Enfin il est facile d’accepter qu’il y a un Islam en
soi, en tout cas du point de vue de Dieu et son Prophète (PSL), mais il est
vécu différemment par chaque aire culturelle. C’est pourquoi le sociologue,
l’historien ou l’anthropologue est fondé à parler d’un «Islam noir»,
«berbère», «asiatique» ou «arabe», c’est à dire d’un Islam fortement
influencé par les traditions des communautés où il s’est implanté, en dépit
de la permanence du socle incarné par la profession de foi, la prière, la Zakat, le jeûne et le
pèlerinage.
On peut même ajouter l’idée soutenue, pour des raisons
qui ne nous concernent pas ici, par le philosophe marocain Mohamed Abd
Al-Jabri (Introduction à la critique de la raison arabe) selon laquelle la
conversion massive des iraniens au chiisme est l’expression d’une certaine
résistance religieuse et culturelle à la domination des arabes, selon lui,
majoritairement Sunites. Les tentatives de traduction du Coran en langues
berbères sous les almohades (1147 –1269) vont dans le même sens.
Quant à l’autre aspect de la réflexion tendant à
discréditer tout attachement à la langue française en raison de ses liens
avec la colonisation, il ne nous paraît pas davantage plus recevable. La
colonisation, il est vrai, est en tant que telle un acte violent, inhumain
et par conséquent c’est un régime détestable et condamnable. Mais
ceci ne nous semble pas suffisant pour lui dénier toute conséquence bénéfique,
même involontaire et en contradiction non pas seulement avec les
principes qu’elle invoquait, mais avec la réalité de la politique qu’elle
appliquait.
En Mauritanie, elle est en tout cas intimement liée au règne de la paix,
laquelle avait été le principal argument pour la justifier et
l’accepter. Il n’est pas besoin de rappeler que c’est elle qui mit fin à
une violence guerrière stérile et sans perspective qui menaçait les hommes
et les ressources et que rien ne semblait arrêter ou en indiquer la fin prochaine.

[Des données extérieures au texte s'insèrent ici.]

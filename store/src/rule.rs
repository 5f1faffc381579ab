//! Per-sensor rules
//!
//! Rules are stored as flat rows ([`SensorRuleRow`]) the way the relational
//! store keeps them, and converted once into [`SensorRule`], whose
//! [`Condition`] carries exactly the parameters each kind needs.

use crate::{RuleId, SensorId};
use serde::{Deserialize, Serialize};
use std::fmt;

pub const DEFAULT_RATE_WINDOW_MINUTES: u32 = 5;
pub const DEFAULT_HISTORY_WINDOW_DAYS: u32 = 7;
pub const DEFAULT_ANOMALY_SENSITIVITY: f64 = 3.0;
pub const DEFAULT_SEASONAL_SENSITIVITY: f64 = 2.5;
pub const DEFAULT_TREND_WINDOW_MINUTES: u32 = 60;
pub const DEFAULT_TREND_THRESHOLD: f64 = 0.1;
/// Longest history window a rule row may ask for, in days
pub const MAX_WINDOW_DAYS: u32 = 3650;
pub const MAX_WINDOW_MINUTES: u32 = MAX_WINDOW_DAYS * 24 * 60;

/// Alert severity
#[derive(Debug, Clone, Copy, Serialize, Deserialize, PartialEq, Eq, PartialOrd, Ord, Hash)]
#[serde(rename_all = "snake_case")]
pub enum Severity {
    Info,
    Low,
    Medium,
    Warning,
    High,
    Critical,
}

impl Severity {
    pub fn as_str(&self) -> &'static str {
        match self {
            Severity::Info => "info",
            Severity::Low => "low",
            Severity::Medium => "medium",
            Severity::Warning => "warning",
            Severity::High => "high",
            Severity::Critical => "critical",
        }
    }
}

impl fmt::Display for Severity {
    fn fmt(&self, f: &mut fmt::Formatter<'_>) -> fmt::Result {
        f.write_str(self.as_str())
    }
}

impl std::str::FromStr for Severity {
    type Err = String;

    fn from_str(s: &str) -> Result<Self, Self::Err> {
        match s.to_lowercase().as_str() {
            "info" => Ok(Severity::Info),
            "low" => Ok(Severity::Low),
            "medium" => Ok(Severity::Medium),
            "warning" => Ok(Severity::Warning),
            "high" => Ok(Severity::High),
            "critical" => Ok(Severity::Critical),
            other => Err(format!("unknown severity: {}", other)),
        }
    }
}

/// Direction a trend rule looks for
#[derive(Debug, Clone, Copy, Default, Serialize, Deserialize, PartialEq, Eq)]
#[serde(rename_all = "snake_case")]
pub enum TrendType {
    Increasing,
    Decreasing,
    Stable,
    #[default]
    AnyChange,
}

/// Rule condition with its parameters
#[derive(Debug, Clone, Serialize, Deserialize, PartialEq)]
#[serde(tag = "kind", rename_all = "snake_case")]
pub enum Condition {
    GreaterThan {
        threshold: f64,
    },
    LessThan {
        threshold: f64,
    },
    /// Within ±0.01 of the target
    Equals {
        target: f64,
    },
    /// Fires when the value leaves `[min, max]`
    Between {
        min: f64,
        max: f64,
    },
    /// Fires when the value enters `[min, max]`
    OutsideRange {
        min: f64,
        max: f64,
    },
    RateOfChange {
        max_delta: f64,
        #[serde(default = "default_rate_window")]
        window_minutes: u32,
    },
    DynamicThreshold {
        #[serde(default = "default_history_window")]
        window_days: u32,
        #[serde(default)]
        fallback_min: Option<f64>,
        #[serde(default)]
        fallback_max: Option<f64>,
    },
    StatisticalAnomaly {
        #[serde(default = "default_history_window")]
        window_days: u32,
        #[serde(default = "default_anomaly_sensitivity")]
        sensitivity: f64,
    },
    SeasonalAnomaly {
        #[serde(default = "default_seasonal_sensitivity")]
        sensitivity: f64,
    },
    TrendDetection {
        #[serde(default = "default_trend_window")]
        window_minutes: u32,
        #[serde(default)]
        trend: TrendType,
        #[serde(default = "default_trend_threshold")]
        threshold: f64,
    },
    /// Reserved; never matches
    Pattern,
}

fn default_rate_window() -> u32 { DEFAULT_RATE_WINDOW_MINUTES }
fn default_history_window() -> u32 { DEFAULT_HISTORY_WINDOW_DAYS }
fn default_anomaly_sensitivity() -> f64 { DEFAULT_ANOMALY_SENSITIVITY }
fn default_seasonal_sensitivity() -> f64 { DEFAULT_SEASONAL_SENSITIVITY }
fn default_trend_window() -> u32 { DEFAULT_TREND_WINDOW_MINUTES }
fn default_trend_threshold() -> f64 { DEFAULT_TREND_THRESHOLD }

impl Condition {
    /// Stable kind tag, also used as the alert type.
    pub fn kind(&self) -> &'static str {
        match self {
            Condition::GreaterThan { .. } => "greater_than",
            Condition::LessThan { .. } => "less_than",
            Condition::Equals { .. } => "equals",
            Condition::Between { .. } => "between",
            Condition::OutsideRange { .. } => "outside_range",
            Condition::RateOfChange { .. } => "rate_of_change",
            Condition::DynamicThreshold { .. } => "dynamic_threshold",
            Condition::StatisticalAnomaly { .. } => "statistical_anomaly",
            Condition::SeasonalAnomaly { .. } => "seasonal_anomaly",
            Condition::TrendDetection { .. } => "trend_detection",
            Condition::Pattern => "pattern",
        }
    }
}

/// Rule attached to one provisioned sensor
#[derive(Debug, Clone, Serialize, Deserialize, PartialEq)]
pub struct SensorRule {
    pub id: RuleId,
    pub device_sensor_id: SensorId,
    pub condition: Condition,
    pub severity: Severity,
    #[serde(default = "default_enabled")]
    pub enabled: bool,
}

fn default_enabled() -> bool {
    true
}

/// Flat rule row as kept by the relational store
#[derive(Debug, Clone, Serialize, Deserialize)]
pub struct SensorRuleRow {
    pub id: RuleId,
    pub device_sensor_id: SensorId,
    pub condition_kind: String,
    #[serde(default)]
    pub threshold_min: Option<f64>,
    #[serde(default)]
    pub threshold_max: Option<f64>,
    pub severity: Severity,
    #[serde(default = "default_enabled")]
    pub enabled: bool,
    /// Minutes for rate/trend rules, days for history-based rules
    #[serde(default)]
    pub time_window: Option<u32>,
    #[serde(default)]
    pub sensitivity: Option<f64>,
    #[serde(default)]
    pub trend_type: Option<TrendType>,
}

/// Row conversion errors
#[derive(Debug, thiserror::Error, PartialEq)]
pub enum RowError {
    #[error("Rule {rule}: unknown condition kind '{kind}'")]
    UnknownKind { rule: RuleId, kind: String },

    #[error("Rule {rule}: {kind} requires {field}")]
    MissingParameter {
        rule: RuleId,
        kind: &'static str,
        field: &'static str,
    },

    #[error("Rule {rule}: {kind} time_window {value} exceeds {max}")]
    WindowOutOfRange {
        rule: RuleId,
        kind: &'static str,
        value: u32,
        max: u32,
    },
}

impl TryFrom<SensorRuleRow> for SensorRule {
    type Error = RowError;

    fn try_from(row: SensorRuleRow) -> Result<Self, Self::Error> {
        let rule = row.id;
        let missing = |kind: &'static str, field: &'static str| RowError::MissingParameter {
            rule,
            kind,
            field,
        };
        let window = |kind: &'static str, default: u32, max: u32| match row.time_window {
            Some(value) if value > max => Err(RowError::WindowOutOfRange {
                rule,
                kind,
                value,
                max,
            }),
            value => Ok(value.unwrap_or(default)),
        };

        let condition = match row.condition_kind.trim().to_lowercase().as_str() {
            "greater_than" => Condition::GreaterThan {
                threshold: row
                    .threshold_max
                    .or(row.threshold_min)
                    .ok_or_else(|| missing("greater_than", "threshold_max"))?,
            },
            "less_than" => Condition::LessThan {
                threshold: row
                    .threshold_min
                    .or(row.threshold_max)
                    .ok_or_else(|| missing("less_than", "threshold_min"))?,
            },
            "equals" => Condition::Equals {
                target: row
                    .threshold_min
                    .or(row.threshold_max)
                    .ok_or_else(|| missing("equals", "threshold_min"))?,
            },
            "between" => Condition::Between {
                min: row.threshold_min.ok_or_else(|| missing("between", "threshold_min"))?,
                max: row.threshold_max.ok_or_else(|| missing("between", "threshold_max"))?,
            },
            "outside_range" => Condition::OutsideRange {
                min: row
                    .threshold_min
                    .ok_or_else(|| missing("outside_range", "threshold_min"))?,
                max: row
                    .threshold_max
                    .ok_or_else(|| missing("outside_range", "threshold_max"))?,
            },
            "rate_of_change" => Condition::RateOfChange {
                max_delta: row
                    .threshold_max
                    .ok_or_else(|| missing("rate_of_change", "threshold_max"))?,
                window_minutes: window("rate_of_change", DEFAULT_RATE_WINDOW_MINUTES, MAX_WINDOW_MINUTES)?,
            },
            "dynamic_threshold" => Condition::DynamicThreshold {
                window_days: window("dynamic_threshold", DEFAULT_HISTORY_WINDOW_DAYS, MAX_WINDOW_DAYS)?,
                fallback_min: row.threshold_min,
                fallback_max: row.threshold_max,
            },
            "statistical_anomaly" => Condition::StatisticalAnomaly {
                window_days: window("statistical_anomaly", DEFAULT_HISTORY_WINDOW_DAYS, MAX_WINDOW_DAYS)?,
                sensitivity: row.sensitivity.unwrap_or(DEFAULT_ANOMALY_SENSITIVITY),
            },
            "seasonal_anomaly" => Condition::SeasonalAnomaly {
                sensitivity: row.sensitivity.unwrap_or(DEFAULT_SEASONAL_SENSITIVITY),
            },
            "trend_detection" => Condition::TrendDetection {
                window_minutes: window("trend_detection", DEFAULT_TREND_WINDOW_MINUTES, MAX_WINDOW_MINUTES)?,
                trend: row.trend_type.unwrap_or_default(),
                threshold: row.threshold_max.unwrap_or(DEFAULT_TREND_THRESHOLD),
            },
            "pattern" => Condition::Pattern,
            other => {
                return Err(RowError::UnknownKind {
                    rule,
                    kind: other.to_string(),
                })
            }
        };

        Ok(SensorRule {
            id: row.id,
            device_sensor_id: row.device_sensor_id,
            condition,
            severity: row.severity,
            enabled: row.enabled,
        })
    }
}

#[cfg(test)]
mod tests {
    use super::*;

    fn row(kind: &str) -> SensorRuleRow {
        SensorRuleRow {
            id: 7,
            device_sensor_id: 3,
            condition_kind: kind.to_string(),
            threshold_min: None,
            threshold_max: None,
            severity: Severity::Warning,
            enabled: true,
            time_window: None,
            sensitivity: None,
            trend_type: None,
        }
    }

    #[test]
    fn between_row_needs_both_bounds() {
        let mut r = row("between");
        r.threshold_min = Some(18.0);
        assert_eq!(
            SensorRule::try_from(r.clone()).unwrap_err(),
            RowError::MissingParameter {
                rule: 7,
                kind: "between",
                field: "threshold_max"
            }
        );

        r.threshold_max = Some(25.0);
        let rule = SensorRule::try_from(r).unwrap();
        assert_eq!(rule.condition, Condition::Between { min: 18.0, max: 25.0 });
    }

    #[test]
    fn anomaly_rows_take_defaults() {
        let rule = SensorRule::try_from(row("statistical_anomaly")).unwrap();
        assert_eq!(
            rule.condition,
            Condition::StatisticalAnomaly {
                window_days: 7,
                sensitivity: 3.0
            }
        );

        let rule = SensorRule::try_from(row("Seasonal_Anomaly")).unwrap();
        assert_eq!(rule.condition, Condition::SeasonalAnomaly { sensitivity: 2.5 });

        let rule = SensorRule::try_from(row("trend_detection")).unwrap();
        assert_eq!(
            rule.condition,
            Condition::TrendDetection {
                window_minutes: 60,
                trend: TrendType::AnyChange,
                threshold: 0.1
            }
        );
    }

    #[test]
    fn oversized_windows_are_rejected() {
        let mut r = row("statistical_anomaly");
        r.time_window = Some(u32::MAX);
        assert_eq!(
            SensorRule::try_from(r.clone()).unwrap_err(),
            RowError::WindowOutOfRange {
                rule: 7,
                kind: "statistical_anomaly",
                value: u32::MAX,
                max: MAX_WINDOW_DAYS
            }
        );

        r.time_window = Some(MAX_WINDOW_DAYS);
        assert!(SensorRule::try_from(r).is_ok());

        // Minute windows get the larger bound
        let mut r = row("trend_detection");
        r.time_window = Some(MAX_WINDOW_DAYS + 1);
        assert!(SensorRule::try_from(r.clone()).is_ok());
        r.time_window = Some(MAX_WINDOW_MINUTES + 1);
        assert!(matches!(
            SensorRule::try_from(r),
            Err(RowError::WindowOutOfRange { kind: "trend_detection", .. })
        ));
    }

    #[test]
    fn unknown_kind_is_rejected() {
        assert!(matches!(
            SensorRule::try_from(row("vibes")),
            Err(RowError::UnknownKind { .. })
        ));
    }

    #[test]
    fn pattern_survives_conversion() {
        let rule = SensorRule::try_from(row("pattern")).unwrap();
        assert_eq!(rule.condition.kind(), "pattern");
    }

    #[test]
    fn typed_condition_parses_from_tagged_toml() {
        let rule: SensorRule = toml::from_str(
            r#"
            id = 1
            device_sensor_id = 2
            severity = "critical"
            [condition]
            kind = "rate_of_change"
            max_delta = 4.0
            "#,
        )
        .unwrap();
        assert_eq!(
            rule.condition,
            Condition::RateOfChange {
                max_delta: 4.0,
                window_minutes: 5
            }
        );
        assert!(rule.enabled);
    }
}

C’est aussi elle qui permit l’instauration de cet Etat dont on attend
aujourd’hui ordre, sécurité, égalité, justice, meilleure répartition du
pouvoir et des richesses et souveraineté.
L’idée, saugrenue et mensongère
défendue par des illuminées qui voient dans le plus éphémère regroupement
familial ou tribal, une institution étatique, et selon laquelle, il y a une
continuité historique entre notre Etat actuel et le mouvement Almoravide
est discrédité par sa gratuité même.
Elle a « légué » en plus une langue moderne, parlée
par tout notre entourage immédiat, qui véhicule des valeurs essentielles :
liberté, égalité, justice et surtout cet esprit critique dont elle fut la
première victime, avant de devenir un puissant et redoutable instrument de
critique sociale, idéologique et politique entre les mains des groupes
traditionnellement dominés et marginalisés. C’est cet esprit qui a permis
de poser un regard neuf et différent sur des valeurs inégalitaires, mues en
tradition religieuse et que certains, insensibles à l’évolution du temps,
tentent vainement de conserver. Il semble le plus insupportable à des
individus habitués à être considérés comme une source de vertus de valeur
et de vérité.
C’est grâce à cet esprit qu’un intellectuel, d’origine « aristocratique »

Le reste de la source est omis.